### Stored data entries

------

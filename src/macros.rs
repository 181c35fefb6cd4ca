//! Utility macros for the compiler.
//!
//! This module defines helper macros used throughout the compiler:
//!
//! - `MK_TOKEN!` - Creates a Token instance
//! - `MK_DEFAULT_HANDLER!` - Creates a default lexer handler for simple tokens
//!
//! These macros reduce boilerplate in the lexer implementation.

/// Creates a Token instance.
///
/// # Arguments
///
/// * `$kind` - The TokenKind
/// * `$value` - The token's string value
/// * `$span` - The source span
///
/// # Example
///
/// ```ignore
/// let token = MK_TOKEN!(TokenKind::Number, "42".to_string(), span);
/// ```
#[macro_export]
macro_rules! MK_TOKEN {
    ($kind:expr, $value:expr, $span:expr) => {
        Token {
            kind: $kind,
            value: $value,
            span: $span,
        }
    };
}

/// Creates a default lexer handler for simple single-token patterns.
///
/// Generates a handler function that creates a token with the given kind
/// and advances the lexer position by the token's length.
///
/// # Arguments
///
/// * `$kind` - The TokenKind to create
/// * `$value` - The literal string value (used for length calculation)
///
/// # Example
///
/// ```ignore
/// pattern("\\+", MK_DEFAULT_HANDLER!(TokenKind::Plus, "+"))
/// ```
#[macro_export]
macro_rules! MK_DEFAULT_HANDLER {
    ($kind:expr, $value:literal) => {
        |lexer: &mut Lexer, _regex: &Regex| {
            lexer.push(MK_TOKEN!(
                $kind,
                String::from($value),
                Span {
                    start: Position(lexer.pos as u32, Rc::clone(&lexer.file)),
                    end: Position((lexer.pos + $value.len()) as u32, Rc::clone(&lexer.file)),
                }
            ));
            lexer.advance_n($value.len());
        }
    };
}
//! Unit tests for error handling.
//!
//! This module contains tests for error types and error reporting.

use crate::errors::errors::{Error, ErrorImpl, ErrorKind, ErrorTip};
use crate::Position;
use std::rc::Rc;

#[test]
fn test_error_creation() {
    let error = Error::new(
        ErrorImpl::UnrecognisedToken {
            token: "@".to_string(),
        },
        Position(10, Rc::new("test.lang".to_string())),
    );

    assert_eq!(error.get_error_name(), "UnrecognisedToken");
    assert_eq!(error.kind(), ErrorKind::Syntax);
}

#[test]
fn test_error_position() {
    let pos = Position(42, Rc::new("test.lang".to_string()));
    let error = Error::new(
        ErrorImpl::UnexpectedToken {
            token: "identifier".to_string(),
        },
        pos.clone(),
    );

    assert_eq!(error.get_position().unwrap().0, 42);
}

#[test]
fn test_semantic_error_has_no_position() {
    let error = Error::semantic(ErrorImpl::UndeclaredIdentifier {
        name: "foo".to_string(),
    });

    assert!(error.get_position().is_none());
    assert_eq!(error.get_error_name(), "UndeclaredIdentifier");
    assert_eq!(error.to_string(), "\"foo\" not declared");
}

#[test]
fn test_declaration_error_kinds() {
    for error_impl in [
        ErrorImpl::DuplicateDeclaration { name: "x".to_string() },
        ErrorImpl::UndeclaredIdentifier { name: "x".to_string() },
        ErrorImpl::UnknownType { type_: "Foo".to_string() },
        ErrorImpl::ConstantWithoutValue { name: "x".to_string() },
    ] {
        assert_eq!(error_impl.kind(), ErrorKind::Declaration);
    }
}

#[test]
fn test_type_error_kinds() {
    for error_impl in [
        ErrorImpl::TypeMatchError {
            expected: "int".to_string(),
            received: "string".to_string(),
        },
        ErrorImpl::ArityMismatch { targets: 2, values: 1 },
        ErrorImpl::AwaitMismatch {
            function: "load".to_string(),
            is_async: true,
        },
        ErrorImpl::NotSubscriptable {
            received: "int".to_string(),
        },
        ErrorImpl::ConstantAssignment { name: "x".to_string() },
    ] {
        assert_eq!(error_impl.kind(), ErrorKind::Type);
    }
}

#[test]
fn test_control_flow_error_kinds() {
    for error_impl in [
        ErrorImpl::BreakOutsideLoop,
        ErrorImpl::ContinueOutsideLoop,
        ErrorImpl::ReturnOutsideFunction,
        ErrorImpl::ReturnValueInVoidFunction,
        ErrorImpl::AwaitOutsideAsyncFunction,
    ] {
        assert_eq!(error_impl.kind(), ErrorKind::ControlFlow);
    }

    let error = Error::semantic(ErrorImpl::AwaitOutsideAsyncFunction);
    assert_eq!(error.get_error_name(), "AwaitOutsideAsyncFunction");
    assert_eq!(error.to_string(), "await outside of an async function");
}

#[test]
fn test_unsupported_target_is_configuration() {
    let error = Error::semantic(ErrorImpl::UnsupportedTarget {
        target: "lua".to_string(),
    });
    assert_eq!(error.kind(), ErrorKind::Configuration);
}

#[test]
fn test_error_tip_none() {
    let error = Error::new(
        ErrorImpl::UnrecognisedToken {
            token: "@".to_string(),
        },
        Position(0, Rc::new("test.lang".to_string())),
    );

    assert!(matches!(error.get_tip(), ErrorTip::None));
}

#[test]
fn test_error_tip_suggestion() {
    let error = Error::new(
        ErrorImpl::UnexpectedToken {
            token: "}".to_string(),
        },
        Position(0, Rc::new("test.lang".to_string())),
    );

    match error.get_tip() {
        ErrorTip::Suggestion(_) => (),
        _ => panic!("Expected suggestion tip"),
    }
}

#[test]
fn test_await_mismatch_tip_direction() {
    let missing_await = Error::semantic(ErrorImpl::AwaitMismatch {
        function: "load".to_string(),
        is_async: true,
    });
    assert_eq!(
        missing_await.get_tip().to_string(),
        "`load` is async and must be awaited"
    );

    let extra_await = Error::semantic(ErrorImpl::AwaitMismatch {
        function: "sum".to_string(),
        is_async: false,
    });
    assert_eq!(
        extra_await.get_tip().to_string(),
        "`sum` is not async and cannot be awaited"
    );
}

#[test]
fn test_error_tip_display() {
    let tip = ErrorTip::Suggestion("Try this instead".to_string());
    assert_eq!(tip.to_string(), "Try this instead");

    let tip = ErrorTip::None;
    assert_eq!(tip.to_string(), "");
}

#[test]
fn test_format_error_with_position() {
    let source = "let a = #;";
    let error = Error::new(
        ErrorImpl::UnrecognisedToken {
            token: "#".to_string(),
        },
        Position(8, Rc::new("final.lang".to_string())),
    );

    let rendered = crate::format_error(&error, source);
    assert!(rendered.starts_with("Error: UnrecognisedToken\n"));
    assert!(rendered.contains("-> final.lang"));
    assert!(rendered.contains("1 | let a = #;"));
}

#[test]
fn test_format_semantic_error() {
    let error = Error::semantic(ErrorImpl::BreakOutsideLoop);
    let rendered = crate::format_error(&error, "break;");
    assert_eq!(
        rendered,
        "Error: BreakOutsideLoop (`break` is only allowed inside a loop)\n"
    );
}
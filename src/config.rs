//! Compile options shared by the library entry points and the CLI.

use std::{fmt::Display, str::FromStr};

use crate::errors::errors::{Error, ErrorImpl};

/// Output notation selected for code generation.
///
/// Only JavaScript is generated; the other targets are accepted on the
/// command line and rejected by the compiler with `UnsupportedTarget`.
#[derive(Debug, Clone, Copy, PartialEq, Eq, Default)]
pub enum Target {
    #[default]
    JavaScript,
    Python,
    Lua,
}

impl Target {
    pub fn is_supported(&self) -> bool {
        matches!(self, Target::JavaScript)
    }
}

impl FromStr for Target {
    type Err = Error;

    fn from_str(s: &str) -> Result<Self, Self::Err> {
        match &*s.to_ascii_lowercase() {
            "js" | "javascript" => Ok(Target::JavaScript),
            "py" | "python" => Ok(Target::Python),
            "lua" => Ok(Target::Lua),
            _ => Err(Error::semantic(ErrorImpl::UnsupportedTarget {
                target: s.to_string(),
            })),
        }
    }
}

impl Display for Target {
    fn fmt(&self, f: &mut std::fmt::Formatter<'_>) -> std::fmt::Result {
        match self {
            Target::JavaScript => write!(f, "javascript"),
            Target::Python => write!(f, "python"),
            Target::Lua => write!(f, "lua"),
        }
    }
}

#[derive(Debug, Clone)]
pub struct CompileOptions {
    pub target: Target,
    /// Spaces per nesting level in the generated text
    pub indent_width: usize,
}

impl Default for CompileOptions {
    fn default() -> Self {
        CompileOptions {
            target: Target::JavaScript,
            indent_width: 4,
        }
    }
}

#[cfg(test)]
mod tests {
    use super::*;

    #[test]
    fn test_parse_targets() {
        assert_eq!("js".parse::<Target>().unwrap(), Target::JavaScript);
        assert_eq!("JavaScript".parse::<Target>().unwrap(), Target::JavaScript);
        assert_eq!("py".parse::<Target>().unwrap(), Target::Python);
        assert_eq!("lua".parse::<Target>().unwrap(), Target::Lua);
        assert!("cobol".parse::<Target>().is_err());
    }

    #[test]
    fn test_only_javascript_supported() {
        assert!(Target::JavaScript.is_supported());
        assert!(!Target::Python.is_supported());
        assert!(!Target::Lua.is_supported());
    }
}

------

### WHAT TO DO
Go through the records and report each line that contains "AwaitMismatch".

### COMPLETED EXERCISE
        ErrorImpl::AwaitMismatch {
    let missing_await = Error::semantic(ErrorImpl::AwaitMismatch {
    let extra_await = Error::semantic(ErrorImpl::AwaitMismatch {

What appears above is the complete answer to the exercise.